Saved data entries:
_____

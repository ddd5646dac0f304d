//! Envelopes exchanged over the broker
//!
//! A request envelope is published on `requests:{sessionId}` and answered by
//! exactly one response envelope on `responses:{sessionId}:{requestId}`.

use serde::{Deserialize, Serialize};
use std::collections::BTreeMap;

use super::id::RequestId;
use crate::error::Result;

/// Serialized inbound request
#[derive(Debug, Clone, PartialEq, Eq, Serialize, Deserialize)]
#[serde(rename_all = "camelCase")]
pub struct RequestEnvelope {
    pub request_id: RequestId,
    pub url: String,
    pub method: String,
    #[serde(default)]
    pub body: String,
    /// Lower-cased header names. A header sent more than once keeps every
    /// value, in order.
    #[serde(default)]
    pub headers: BTreeMap<String, HeaderField>,
}

/// One header's value(s) on the wire
///
/// Values are carried as Latin-1 text: each byte maps to the char with the
/// same code point, so opaque (`obs-text`) bytes survive the JSON hop.
#[derive(Debug, Clone, PartialEq, Eq, Serialize, Deserialize)]
#[serde(untagged)]
pub enum HeaderField {
    Single(String),
    Multi(Vec<String>),
}

impl HeaderField {
    /// Encode raw header bytes as Latin-1 text.
    #[must_use]
    pub fn encode_value(bytes: &[u8]) -> String {
        bytes.iter().copied().map(char::from).collect()
    }

    /// Recover raw bytes from an encoded value. Text with code points above
    /// `U+00FF` was not produced by [`Self::encode_value`] and is taken as
    /// UTF-8 instead.
    #[must_use]
    pub fn decode_value(value: &str) -> Vec<u8> {
        value
            .chars()
            .map(|c| u8::try_from(u32::from(c)).ok())
            .collect::<Option<Vec<u8>>>()
            .unwrap_or_else(|| value.as_bytes().to_vec())
    }

    /// Add another value, promoting to `Multi` on the second one.
    pub fn push(&mut self, value: String) {
        match self {
            Self::Single(first) => {
                let first = std::mem::take(first);
                *self = Self::Multi(vec![first, value]);
            }
            Self::Multi(values) => values.push(value),
        }
    }

    pub fn values(&self) -> impl Iterator<Item = &str> {
        let values: &[String] = match self {
            Self::Single(value) => std::slice::from_ref(value),
            Self::Multi(values) => values,
        };
        values.iter().map(String::as_str)
    }
}

impl From<&str> for HeaderField {
    fn from(value: &str) -> Self {
        Self::Single(value.to_string())
    }
}

impl RequestEnvelope {
    pub fn to_json(&self) -> Result<String> {
        Ok(serde_json::to_string(self)?)
    }

    pub fn from_json(payload: &str) -> Result<Self> {
        Ok(serde_json::from_str(payload)?)
    }

    /// Best-effort extraction of `requestId` from a payload that failed to
    /// parse as a full envelope.
    #[must_use]
    pub fn salvage_request_id(payload: &str) -> Option<RequestId> {
        let value: serde_json::Value = serde_json::from_str(payload).ok()?;
        let raw = value.get("requestId")?.as_str()?;
        RequestId::parse(raw).ok()
    }
}

/// Serialized handler output
#[derive(Debug, Clone, PartialEq, Eq, Serialize, Deserialize)]
pub struct ResponseEnvelope {
    pub status: u16,
    #[serde(default)]
    pub body: String,
}

impl ResponseEnvelope {
    #[must_use]
    pub fn new(status: u16, body: impl Into<String>) -> Self {
        Self {
            status,
            body: body.into(),
        }
    }

    /// Error envelope with a JSON `{"error": message}` body
    #[must_use]
    pub fn error(status: u16, message: impl Into<String>) -> Self {
        let body = serde_json::json!({ "error": message.into() }).to_string();
        Self { status, body }
    }

    pub fn to_json(&self) -> Result<String> {
        Ok(serde_json::to_string(self)?)
    }

    pub fn from_json(payload: &str) -> Result<Self> {
        Ok(serde_json::from_str(payload)?)
    }
}

#[cfg(test)]
mod tests {
    use super::*;

    #[test]
    fn test_request_envelope_wire_shape() {
        let mut headers = BTreeMap::new();
        headers.insert("content-type".to_string(), HeaderField::from("application/json"));
        let mut accept = HeaderField::from("application/json");
        accept.push("text/event-stream".to_string());
        headers.insert("accept".to_string(), accept);
        let envelope = RequestEnvelope {
            request_id: RequestId::parse("r1").unwrap(),
            url: "/mcp/message?sessionId=abc".to_string(),
            method: "POST".to_string(),
            body: "{}".to_string(),
            headers,
        };

        let value: serde_json::Value =
            serde_json::from_str(&envelope.to_json().unwrap()).unwrap();
        assert_eq!(value["requestId"], "r1");
        assert_eq!(value["url"], "/mcp/message?sessionId=abc");
        assert_eq!(value["method"], "POST");
        assert_eq!(value["body"], "{}");
        assert_eq!(value["headers"]["content-type"], "application/json");
        assert_eq!(
            value["headers"]["accept"],
            serde_json::json!(["application/json", "text/event-stream"])
        );

        let parsed = RequestEnvelope::from_json(&envelope.to_json().unwrap()).unwrap();
        assert_eq!(parsed, envelope);
    }

    #[test]
    fn test_header_value_latin1_encoding() {
        let raw = b"caf\xe9";
        let encoded = HeaderField::encode_value(raw);
        assert_eq!(encoded, "caf\u{e9}");
        assert_eq!(HeaderField::decode_value(&encoded), raw.to_vec());

        // Text that cannot be Latin-1 falls back to its UTF-8 bytes.
        assert_eq!(HeaderField::decode_value("\u{2713}"), "\u{2713}".as_bytes().to_vec());
    }

    #[test]
    fn test_response_envelope_parses_reference_payload() {
        let parsed =
            ResponseEnvelope::from_json(r#"{"status":200,"body":"{\"result\":\"hi\"}"}"#).unwrap();
        assert_eq!(parsed.status, 200);
        assert_eq!(parsed.body, r#"{"result":"hi"}"#);
    }

    #[test]
    fn test_error_envelope_body() {
        let envelope = ResponseEnvelope::error(500, "boom");
        let body: serde_json::Value = serde_json::from_str(&envelope.body).unwrap();
        assert_eq!(envelope.status, 500);
        assert_eq!(body["error"], "boom");
    }

    #[test]
    fn test_salvage_request_id() {
        assert_eq!(
            RequestEnvelope::salvage_request_id(r#"{"requestId":"r9","method":42}"#)
                .map(|id| id.to_string()),
            Some("r9".to_string())
        );
        assert!(RequestEnvelope::salvage_request_id("not json").is_none());
        assert!(RequestEnvelope::salvage_request_id(r#"{"url":"/"}"#).is_none());
    }
}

_____

• Problem statement
Nothing but the lines with "stream" should be returned, copied from the entries above.

• Solution for this task
        accept.push("text/event-stream".to_string());
            serde_json::json!(["application/json", "text/event-stream"])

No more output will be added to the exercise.